EXERCISE ->
Word for word, return the lines from the start of the entries below through the line that has "let cli = Cli::parse();".

Collected data ->
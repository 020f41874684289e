//! Resume tailor: semantic keyword-to-resume matching and skill selection

mod cli;
mod config;
mod error;
mod matching;
mod output;
mod pipeline;
mod providers;
mod skills;

use clap::Parser;
use cli::{Cli, Commands, ConfigAction};
use config::{Config, OutputFormat};
use error::{Result, ResumeTailorError};
use log::{error, info};
use matching::bullets;
use matching::keywords::KeywordsDocument;
use pipeline::{PipelineOptions, SemanticPipeline};
use providers::openai::OpenAiClient;
use std::path::Path;
use std::process;
use std::sync::Arc;

#[tokio::main]
async fn main() {
    dotenvy::dotenv().ok();

    // Parse CLI arguments
    let cli = Cli::parse();

    // Initialize logging
    let log_level = if cli.verbose { "debug" } else { "info" };
    env_logger::Builder::from_env(env_logger::Env::default().default_filter_or(log_level)).init();

    // Load configuration
    let config = match Config::load() {
        Ok(config) => config,
        Err(e) => {
            error!("Failed to load configuration: {}", e);
            process::exit(1);
        }
    };

    // Execute command
    if let Err(e) = run_command(cli.command, config).await {
        error!("Command failed: {}", e);
        process::exit(1);
    }
}

async fn run_command(command: Commands, config: Config) -> Result<()> {
    match command {
        Commands::Match {
            keywords,
            resume,
            threshold,
            relevance,
            skill_limit,
            limit_keyword_usage,
            save,
            json,
        } => {
            info!("Starting semantic matching run");

            let mut options = PipelineOptions::from(&config.matching);
            if let Some(threshold) = threshold {
                cli::validate_unit_interval("threshold", threshold)
                    .map_err(ResumeTailorError::InvalidInput)?;
                options.similarity_threshold = threshold;
            }
            if let Some(relevance) = relevance {
                cli::validate_unit_interval("relevance", relevance)
                    .map_err(ResumeTailorError::InvalidInput)?;
                options.relevance_threshold = relevance;
            }
            if let Some(skill_limit) = skill_limit {
                options.overall_skill_limit = skill_limit;
            }

            let keywords_data = load_keywords(&keywords)?;
            let resume_data = load_json(&resume)?;

            if !config.output.color_output {
                colored::control::set_override(false);
            }

            // The same client provides embeddings and categorization.
            let client = Arc::new(OpenAiClient::from_env(&config.provider)?);
            let tailor_pipeline = SemanticPipeline::new(client.clone(), client);

            let mut result = tailor_pipeline
                .process(&keywords_data, &resume_data, &options)
                .await?;

            if limit_keyword_usage {
                let (filtered, usage) = bullets::filter_keyword_usage(
                    &result.matches_by_bullet,
                    config.matching.max_keyword_usage,
                );
                info!(
                    "Keyword usage capped at {} ({} distinct keywords used)",
                    config.matching.max_keyword_usage,
                    usage.len()
                );
                result.matches_by_bullet = filtered;
            }

            match (json, &config.output.format) {
                (true, _) | (false, OutputFormat::Json) => {
                    println!("{}", serde_json::to_string_pretty(&result)?);
                }
                (false, OutputFormat::Console) => output::report::print_summary(&result),
            }

            if let Some(save_path) = save {
                output::report::save_results(&result, &save_path)?;
            }

            Ok(())
        }

        Commands::Config { action } => match action {
            ConfigAction::Show => {
                let content = toml::to_string_pretty(&config).map_err(|e| {
                    ResumeTailorError::Configuration(format!("Failed to serialize config: {}", e))
                })?;
                println!("{}", content);
                Ok(())
            }
            ConfigAction::Reset => {
                let defaults = Config::default();
                defaults.save()?;
                println!("Configuration reset to defaults");
                Ok(())
            }
            ConfigAction::Path => {
                println!("{}", Config::config_path().display());
                Ok(())
            }
        },
    }
}

fn load_keywords(path: &Path) -> Result<KeywordsDocument> {
    let content = std::fs::read_to_string(path)?;
    serde_json::from_str(&content).map_err(|e| {
        ResumeTailorError::InvalidInput(format!(
            "Failed to parse keywords file {}: {}",
            path.display(),
            e
        ))
    })
}

fn load_json(path: &Path) -> Result<serde_json::Value> {
    let content = std::fs::read_to_string(path)?;
    serde_json::from_str(&content).map_err(|e| {
        ResumeTailorError::InvalidInput(format!(
            "Failed to parse JSON file {}: {}",
            path.display(),
            e
        ))
    })
}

WRITTEN SOLUTION ->
repository 020f41874684289e
//! Resume tailor: semantic keyword-to-resume matching and skill selection

mod cli;
mod config;
mod error;
mod matching;
mod output;
mod pipeline;
mod providers;
mod skills;

use clap::Parser;
use cli::{Cli, Commands, ConfigAction};
use config::{Config, OutputFormat};
use error::{Result, ResumeTailorError};
use log::{error, info};
use matching::bullets;
use matching::keywords::KeywordsDocument;
use pipeline::{PipelineOptions, SemanticPipeline};
use providers::openai::OpenAiClient;
use std::path::Path;
use std::process;
use std::sync::Arc;

#[tokio::main]
async fn main() {
    dotenvy::dotenv().ok();

    // Parse CLI arguments
    let cli = Cli::parse();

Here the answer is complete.